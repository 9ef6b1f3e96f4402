//! The job queue trait.

use async_trait::async_trait;
use tokio_util::sync::CancellationToken;

use super::types::{Job, JobResult, JobSnapshot, Metadata, QueueStats};
use crate::Result;

/// A job handed to exactly one worker for one execution attempt.
#[derive(Debug, Clone)]
pub struct ClaimedJob {
    /// The job record as of the claim (status `Running`).
    pub job: Job,
    /// Triggered when the job is cancelled while running.
    pub cancellation: CancellationToken,
}

/// Persistent, priority-ordered job storage with exactly-once claims.
///
/// Implementations must make every method atomic per job: two concurrent
/// [`dequeue`](Self::dequeue) calls never return the same job, and two
/// completions for the same job id never both succeed.
#[async_trait]
pub trait JobQueue: Send + Sync {
    /// Persist a new pending job and place it in the pending ordering.
    ///
    /// Returns the job id. Malformed jobs are rejected with
    /// [`HuginnError::Validation`](crate::HuginnError::Validation).
    async fn enqueue(&self, job: Job) -> Result<String>;

    /// Claim the highest-priority pending job (FIFO within a priority).
    ///
    /// The job becomes `Running` with `started_at`, `worker_id` stamped and
    /// progress reset to 0. Returns `None` when nothing is pending.
    async fn dequeue(&self, worker_id: &str) -> Result<Option<ClaimedJob>>;

    /// Record progress for a running job.
    ///
    /// Progress is clamped to `[0, 100]` and never moves backwards within
    /// an attempt. Metadata keys overwrite earlier values. Updates for jobs
    /// that are no longer running are ignored.
    async fn update_progress(
        &self,
        job_id: &str,
        progress: f64,
        metadata: Option<Metadata>,
    ) -> Result<()>;

    /// Finish a running job as `Completed` or `Failed` depending on
    /// `result.success`. Returns the terminal record.
    async fn complete(&self, job_id: &str, result: JobResult) -> Result<Job>;

    /// Put a running job back in line after a failed attempt
    /// (`Running -> Retrying -> Pending`).
    ///
    /// Increments `retry_count`, resets progress, keeps the priority tier and
    /// assigns a fresh FIFO sequence number.
    async fn requeue(&self, job_id: &str, error: &str) -> Result<Job>;

    /// Cancel a pending or running job.
    ///
    /// Running jobs have their cancellation token triggered; the handler is
    /// expected to notice and stop on its own.
    async fn cancel(&self, job_id: &str) -> Result<Job>;

    /// Read-only view of a job, or `None` for unknown ids.
    async fn get_status(&self, job_id: &str) -> Result<Option<JobSnapshot>>;

    /// Full job record, or `None` for unknown ids.
    async fn get_job(&self, job_id: &str) -> Result<Option<Job>>;

    /// Number of jobs in each ordering.
    async fn stats(&self) -> Result<QueueStats>;
}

+ + + + +

» **PROMPT**
Make a list of all lines in the data that contain "QueueStats".

» **ANSWER SECTION**
use super::types::{Job, JobResult, JobSnapshot, Metadata, QueueStats};
    async fn stats(&self) -> Result<QueueStats>;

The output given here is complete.